Amelia ayudaba en la cocina y limpiaba la casa, para ella esto era una tarea sencilla, puesto que esta casa era pequeña en comparación a la gran mansión Fortunato y el mayordomo estaba encantado que todas las labores fueran realizadas tan ágilmente, que ya tenían incluso tiempo libre y especialmente para la señora Dorotea, quien podía descansar con frecuencia y sentarse en la cocina para beber un té.

Desde que la pareja escapó y llegaron a la Ciudad del Puerto, han pasado 2 meses.

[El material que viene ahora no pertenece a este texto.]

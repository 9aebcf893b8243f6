use clap::Parser;

#[derive(Parser)]
#[command(author, version, about, long_about = None)]
pub struct Cli {
    /// Create config.toml file if not exists or is broken.
    #[arg(long)]
    pub create_config: bool,

    /// Path to the configuration file.
    #[arg(long, default_value = "config.toml")]
    pub config: String,
}
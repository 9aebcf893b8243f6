//! Cache data structures.

/// A single stored entry with expiration and hit accounting.
pub mod cache_entry;

/// Serializable statistics snapshot.
pub mod cache_stats;

/// Atomic counters for thread-safe statistics updates.
pub mod cache_stats_atomics;

/// JSON payload codec.
pub mod json_codec;

/// The per-node TTL cache.
pub mod local_cache;
//! Payload codec trait definitions.

/// Encoding seam between boundary values and stored bytes.
pub mod payload_codec;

— Eres una jovencita muy hacendosa, ¿tu madre te enseñó? — dice Dorotea mientras estaba sentada en la mesa de la cocina, limpiando unas legumbres.

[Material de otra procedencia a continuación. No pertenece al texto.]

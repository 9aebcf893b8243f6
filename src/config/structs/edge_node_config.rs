use serde::{
    Deserialize,
    Serialize
};

#[derive(Serialize, Deserialize, Debug, Clone)]
pub struct EdgeNodeConfig {
    pub id: String,
    /// Probe target as host:port.
    pub hostname: String,
    /// Load units this node can carry.
    pub capacity: u64,
}
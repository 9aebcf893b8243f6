//! Implementation blocks for the local cache and codecs.

/// JSON codec implementation.
pub mod json_codec;

/// Core cache operations.
pub mod local_cache;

— Sí... aprendí de mi madre — responde Amelia, quien cuidaba las ollas que estaba en la lumbre de la cocina.

— Tus suegros deben de estar muy complacidos contigo. Todas las madres esperan que sus hijos encuentren una buena mujer, buena y esforzada

— Sí, creo que mis suegros están conformes conmigo — se lo decía Amelia sin mirarla, mientras revolvía el guiso que preparaba.

Amelia meditaba sobre los Fortunato. Ellos debían de odiarla, ya que, por su culpa, alejó a un hijo de sus padres y ahora lo buscaban con desesperación.

— Ustedes son una pareja muy linda, se puede percibir, porque se respira paz cuando están juntos.

— ¿Dónde está su familia señora Dorotea? — pregunta Amelia para desviar el tema de conversación.

— Ya soy viuda. Mi marido falleció hace 12 años, mis hijos todos son adultos, ya casados y me han dado nietos y estos bisnietos, pero ninguno vive en esta ciudad, todos querían tener sus tierras y trabajarlas para ellos mismos.

— ¿Vive usted sola aquí?

— Así es niña

— Pero sus hijos o nietos, ¿por qué no vive con ellos?

— Cada quien tiene su vida. No puedo estar ocupando el espacio de ellos, por eso trabajo para mantenerme.

Amelia estaba apenada por Dorotea. Qué desgracia era la vida de los ancianos, que, al pasar su tiempo, eran abandonados por sus familias. Aquella mujer estaba sola y el peso de los años se le notaba en las curvaturas de su espalda.

— Entonces, ¿trabaja aquí para subsistir?

— Así es niña, pero estoy agradecida, aquí me tratan muy bien, y ahora que has llegado, me ayuda mucho tu compañía

Amelia servía los platos en un gran comedor a las afueras de las cocinas, ya que vendrían pronto los trabajadores desde los campos y podía ver a Víctor para almorzar con él.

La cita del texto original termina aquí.